Question
Ziege Systems is considering the following independent projects for the coming year. Project (A)-- Required Investment $4 million, Rate of Return 14.0%, Risk-HIGH Project (B)--Required
Ziege Systems is considering the following independent projects for the coming year. Project (A)-- Required Investment $4 million, Rate of Return 14.0%, Risk-HIGH Project (B)--Required Investment $5 million, Rate of Return--11.5%, Risk-HIGH Project (C)--Required Investment $3 million, Rate of Return--9.5%, Risk-LOW Project (D)--Required Investment--$2 million, Rate of Return--9.0%, Risk--AVERAGE Project (E)--Required Investment--$6 million, Rate of Return--12.5%, Risk-HIGH Project (F)--Required Investment--$5 million, Rate of Return--12.5%, Risk--AVERAGE Project (G)--Required Investment--$6 million, Rate of Return--7.0%, Risk--LOW Project (H)--Required Investment--$ 3 million, Rate of Return--11.5%, Risk-LOW
Ziege's WACC is 10% but it adjusts for risk by adding 2% to the WACC for high-risk projects and subtracting 2% for low-risk projects.
a) Which projects should Ziege accept if it faces no capital constraints?
b) If Ziege can only invest a total of $13 million, which projects should it accept, and what would be the dollar size of its capital budget?

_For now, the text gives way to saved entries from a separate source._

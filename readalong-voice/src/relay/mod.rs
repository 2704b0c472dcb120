//! Server-side relay bridge
//!
//! Terminates client sockets from the relayed transport and bridges each one
//! to its own upstream provider socket:
//!
//! - `server` - axum router, upgrade validation, inactivity sweep
//! - `bridge` - per-connection forwarding loop and teardown
//! - `batching` - 50ms audio delta batching
//! - `usage` - token and cost estimates
//! - `registry` - live connection table owned by the server

pub mod batching;
pub mod bridge;
pub mod error;
pub mod registry;
pub mod server;
pub mod usage;

pub use batching::AudioBatcher;
pub use bridge::{BridgeEnd, BridgeTiming};
pub use error::{RelayError, RelayResult};
pub use registry::{ConnectionRegistry, RelayConnectionInfo};
pub use server::{RelayHandle, RelayQuery, RelayServer, RelaySession, resolve_query, sweep_inactive};
pub use usage::{TOKENS_PER_SECOND, UsageSummary, UsageTracker, estimate_tokens};
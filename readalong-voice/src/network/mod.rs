//! Realtime socket plumbing
//!
//! Types and tasks shared by the relayed transport and the relay bridge
//! for speaking the provider's JSON event protocol over WebSocket.

/// WebSocket connection management
pub mod connection;

/// Network error types
pub mod error;

/// Provider event types
pub mod protocol;

/// Async tasks for concurrent send/receive operations
pub mod tasks;

// Re-export commonly used types
pub use connection::{ConnectionConfig, RealtimeConnection, WsReader, WsWriter};
pub use error::{NetworkError, NetworkResult};
pub use protocol::{ClientEvent, FrameKind, InboundFrame, ServerEvent, SessionSettings};
/// Network error types for realtime websocket communication
use thiserror::Error;

/// Network-related errors
#[derive(Error, Debug)]
pub enum NetworkError {
    /// Failed to connect to server
    #[error("Failed to connect to server: {0}")]
    ConnectionFailed(String),

    /// Credential or API key rejected (HTTP 401/403 on upgrade)
    #[error("Authentication failed: credential rejected")]
    AuthenticationFailed,

    /// Upgrade answered with an unexpected HTTP status
    #[error("Unexpected HTTP status {status} on upgrade")]
    UnexpectedStatus { status: u16 },

    /// WebSocket protocol error
    #[error("WebSocket protocol error: {0}")]
    ProtocolError(String),

    /// Connection timeout
    #[error("Connection timeout after {0}ms")]
    Timeout(u64),

    /// WebSocket error
    #[error("WebSocket error: {0}")]
    WebSocketError(#[from] tokio_tungstenite::tungstenite::Error),

    /// Failed to (de)serialize a message
    #[error("Failed to serialize message: {0}")]
    SerializationError(#[from] serde_json::Error),

    /// Failed to build HTTP request
    #[error("Failed to build HTTP request: {0}")]
    HttpError(String),

    /// Connection closed unexpectedly
    #[error("Connection closed unexpectedly")]
    ConnectionClosed,

    /// Invalid configuration
    #[error("Invalid configuration: {0}")]
    InvalidConfig(String),
}

impl NetworkError {
    /// Whether opening a new connection could succeed
    pub fn is_retryable(&self) -> bool {
        !matches!(
            self,
            NetworkError::AuthenticationFailed | NetworkError::InvalidConfig(_)
        )
    }
}

/// Result type for network operations
pub type NetworkResult<T> = Result<T, NetworkError>;

impl From<tokio_tungstenite::tungstenite::http::Error> for NetworkError {
    fn from(err: tokio_tungstenite::tungstenite::http::Error) -> Self {
        NetworkError::HttpError(err.to_string())
    }
}
//! Outbound audio batching
//!
//! Audio deltas from the provider are held and flushed on a fixed tick.
//! Consecutive deltas of the same response item are merged into a single
//! delta, so the client receives fewer, larger chunks. Anything that is not
//! a well-formed delta is kept verbatim in arrival order.

use crate::audio::pcm;
use crate::network::protocol::ServerEvent;

#[derive(Debug)]
enum Pending {
    Audio {
        response_id: String,
        item_id: String,
        bytes: Vec<u8>,
    },
    Raw(String),
}

/// Per-connection queue of audio deltas awaiting the next tick
#[derive(Debug, Default)]
pub struct AudioBatcher {
    pending: Vec<Pending>,
    queued_deltas: usize,
}

impl AudioBatcher {
    pub fn new() -> Self {
        Self::default()
    }

    /// Queue a raw `response.audio.delta` frame
    ///
    /// Returns the decoded PCM byte length, or 0 when the frame could not
    /// be decoded and was queued as-is.
    pub fn push(&mut self, frame: &str) -> usize {
        self.queued_deltas += 1;

        let Some((response_id, item_id, bytes)) = decode_delta(frame) else {
            self.pending.push(Pending::Raw(frame.to_string()));
            return 0;
        };
        let len = bytes.len();

        if let Some(Pending::Audio {
            response_id: last_response,
            item_id: last_item,
            bytes: last_bytes,
        }) = self.pending.last_mut()
        {
            if *last_response == response_id && *last_item == item_id {
                last_bytes.extend_from_slice(&bytes);
                return len;
            }
        }

        self.pending.push(Pending::Audio {
            response_id,
            item_id,
            bytes,
        });
        len
    }

    /// Number of deltas queued since the last flush
    pub fn len(&self) -> usize {
        self.queued_deltas
    }

    pub fn is_empty(&self) -> bool {
        self.pending.is_empty()
    }

    /// Drain the queue into frames ready to forward, in arrival order
    pub fn flush(&mut self) -> Vec<String> {
        self.queued_deltas = 0;
        self.pending
            .drain(..)
            .filter_map(|pending| match pending {
                Pending::Raw(frame) => Some(frame),
                Pending::Audio {
                    response_id,
                    item_id,
                    bytes,
                } => {
                    let merged = ServerEvent::AudioDelta {
                        response_id,
                        item_id,
                        delta: pcm::encode_base64(&bytes),
                    };
                    match serde_json::to_string(&merged) {
                        Ok(json) => Some(json),
                        Err(e) => {
                            tracing::warn!("Dropping unencodable audio batch: {}", e);
                            None
                        }
                    }
                }
            })
            .collect()
    }
}

fn decode_delta(frame: &str) -> Option<(String, String, Vec<u8>)> {
    match serde_json::from_str::<ServerEvent>(frame).ok()? {
        ServerEvent::AudioDelta {
            response_id,
            item_id,
            delta,
        } => {
            let bytes = pcm::decode_base64(&delta).ok()?;
            Some((response_id, item_id, bytes))
        }
        _ => None,
    }
}

#[cfg(test)]
mod tests {
    use super::*;
    use serde_json::json;

    fn delta(item: &str, bytes: &[u8]) -> String {
        json!({
            "type": "response.audio.delta",
            "response_id": "resp_1",
            "item_id": item,
            "delta": pcm::encode_base64(bytes),
        })
        .to_string()
    }

    #[test]
    fn test_merges_consecutive_deltas_of_same_item() {
        let mut batcher = AudioBatcher::new();
        assert_eq!(batcher.push(&delta("item_a", &[1, 2])), 2);
        assert_eq!(batcher.push(&delta("item_a", &[3, 4])), 2);
        batcher.push(&delta("item_b", &[5, 6]));
        assert_eq!(batcher.len(), 3);

        let frames = batcher.flush();
        assert_eq!(frames.len(), 2);
        assert!(batcher.is_empty());
        assert_eq!(batcher.len(), 0);

        let first: ServerEvent = serde_json::from_str(&frames[0]).unwrap();
        match first {
            ServerEvent::AudioDelta { item_id, delta, .. } => {
                assert_eq!(item_id, "item_a");
                assert_eq!(pcm::decode_base64(&delta).unwrap(), vec![1, 2, 3, 4]);
            }
            other => panic!("unexpected event {other:?}"),
        }
    }

    #[test]
    fn test_undecodable_delta_passes_through_in_order() {
        let mut batcher = AudioBatcher::new();
        batcher.push(&delta("item_a", &[1, 2]));
        let broken = r#"{"type":"response.audio.delta","delta":"%%%"}"#;
        assert_eq!(batcher.push(broken), 0);
        batcher.push(&delta("item_a", &[3, 4]));

        let frames = batcher.flush();
        assert_eq!(frames.len(), 3);
        assert_eq!(frames[1], broken);
    }

    #[test]
    fn test_flush_empty() {
        let mut batcher = AudioBatcher::new();
        assert!(batcher.flush().is_empty());
    }
}
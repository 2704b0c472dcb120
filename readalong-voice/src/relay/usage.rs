//! Token and cost estimates from audio duration

use std::time::Duration;

use base64::{Engine, engine::general_purpose::STANDARD};
use serde::Serialize;
use tokio::time::Instant;

/// Audio tokens per second of speech
pub const TOKENS_PER_SECOND: f64 = 100.0;

/// USD per million input (user audio) tokens
pub const INPUT_COST_PER_MILLION: f64 = 100.0;

/// USD per million output (tutor audio) tokens
pub const OUTPUT_COST_PER_MILLION: f64 = 200.0;

/// Estimated tokens for `byte_len` bytes of PCM16 mono at `sample_rate`
pub fn estimate_tokens(byte_len: usize, sample_rate: u32) -> f64 {
    if sample_rate == 0 {
        return 0.0;
    }
    let samples = (byte_len / 2) as f64;
    samples / f64::from(sample_rate) * TOKENS_PER_SECOND
}

/// Decoded length of a base64 audio payload
///
/// Payloads that fail to decode are counted at the engine's upper bound.
pub fn base64_decoded_len(payload: &str) -> usize {
    match STANDARD.decode(payload) {
        Ok(bytes) => bytes.len(),
        Err(_) => base64::decoded_len_estimate(payload.len()),
    }
}

/// Per-connection usage totals
#[derive(Debug)]
pub struct UsageTracker {
    sample_rate: u32,
    started: Instant,
    inbound_tokens: f64,
    outbound_tokens: f64,
    inbound_chunks: u64,
    outbound_chunks: u64,
}

/// Final stats logged at teardown
#[derive(Debug, Clone, PartialEq, Serialize)]
pub struct UsageSummary {
    pub duration: Duration,
    pub inbound_tokens: f64,
    pub outbound_tokens: f64,
    pub inbound_chunks: u64,
    pub outbound_chunks: u64,
    pub estimated_cost_usd: f64,
}

impl UsageTracker {
    pub fn new(sample_rate: u32) -> Self {
        Self {
            sample_rate,
            started: Instant::now(),
            inbound_tokens: 0.0,
            outbound_tokens: 0.0,
            inbound_chunks: 0,
            outbound_chunks: 0,
        }
    }

    /// Count user audio forwarded upstream; returns the chunk's estimate
    pub fn record_inbound(&mut self, byte_len: usize) -> f64 {
        let tokens = estimate_tokens(byte_len, self.sample_rate);
        self.inbound_tokens += tokens;
        self.inbound_chunks += 1;
        tokens
    }

    /// Count tutor audio received from upstream; returns the chunk's estimate
    pub fn record_outbound(&mut self, byte_len: usize) -> f64 {
        let tokens = estimate_tokens(byte_len, self.sample_rate);
        self.outbound_tokens += tokens;
        self.outbound_chunks += 1;
        tokens
    }

    pub fn estimated_cost(&self) -> f64 {
        self.inbound_tokens / 1_000_000.0 * INPUT_COST_PER_MILLION
            + self.outbound_tokens / 1_000_000.0 * OUTPUT_COST_PER_MILLION
    }

    pub fn summary(&self) -> UsageSummary {
        UsageSummary {
            duration: self.started.elapsed(),
            inbound_tokens: self.inbound_tokens,
            outbound_tokens: self.outbound_tokens,
            inbound_chunks: self.inbound_chunks,
            outbound_chunks: self.outbound_chunks,
            estimated_cost_usd: self.estimated_cost(),
        }
    }
}

#[cfg(test)]
mod tests {
    use super::*;
    use crate::audio::pcm;

    #[test]
    fn test_one_second_is_about_100_tokens() {
        // 24 kHz mono PCM16 for one second
        let bytes = 24_000 * 2;
        let tokens = estimate_tokens(bytes, 24_000);
        assert!((tokens - 100.0).abs() < 1e-9);

        assert_eq!(estimate_tokens(bytes, 0), 0.0);
        assert!((estimate_tokens(4_800, 24_000) - 10.0).abs() < 1e-9);
    }

    #[test]
    fn test_base64_decoded_len() {
        for len in [0usize, 1, 2, 3, 4, 5, 960, 48_000] {
            let encoded = pcm::encode_base64(&vec![7u8; len]);
            assert_eq!(base64_decoded_len(&encoded), len, "len {len}");
        }
        // Not valid base64: counted at the upper bound
        assert_eq!(base64_decoded_len("AAA*"), 3);
        assert_eq!(base64_decoded_len("AAAAA"), 6);
    }

    #[tokio::test(start_paused = true)]
    async fn test_tracker_splits_directions_and_cost() {
        let mut tracker = UsageTracker::new(24_000);

        tracker.record_inbound(48_000);
        tracker.record_outbound(24_000);
        tracker.record_outbound(24_000);
        tokio::time::advance(Duration::from_secs(3)).await;

        let summary = tracker.summary();
        assert_eq!(summary.inbound_chunks, 1);
        assert_eq!(summary.outbound_chunks, 2);
        assert!((summary.inbound_tokens - 100.0).abs() < 1e-9);
        assert!((summary.outbound_tokens - 100.0).abs() < 1e-9);
        // 100 tokens at $100/M plus 100 tokens at $200/M
        assert!((summary.estimated_cost_usd - 0.03).abs() < 1e-12);
        assert_eq!(summary.duration, Duration::from_secs(3));
    }
}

c) Suppose that Ziege can raise additional funds beyond the $13 million, but each new increment (or partial increment) of $5 million of new capital will cause the WACC to increase by 1%. Assuming that Ziege uses the same method of risk adjustment, which projects should it now accept, and what would be the dollar size of its capital budget?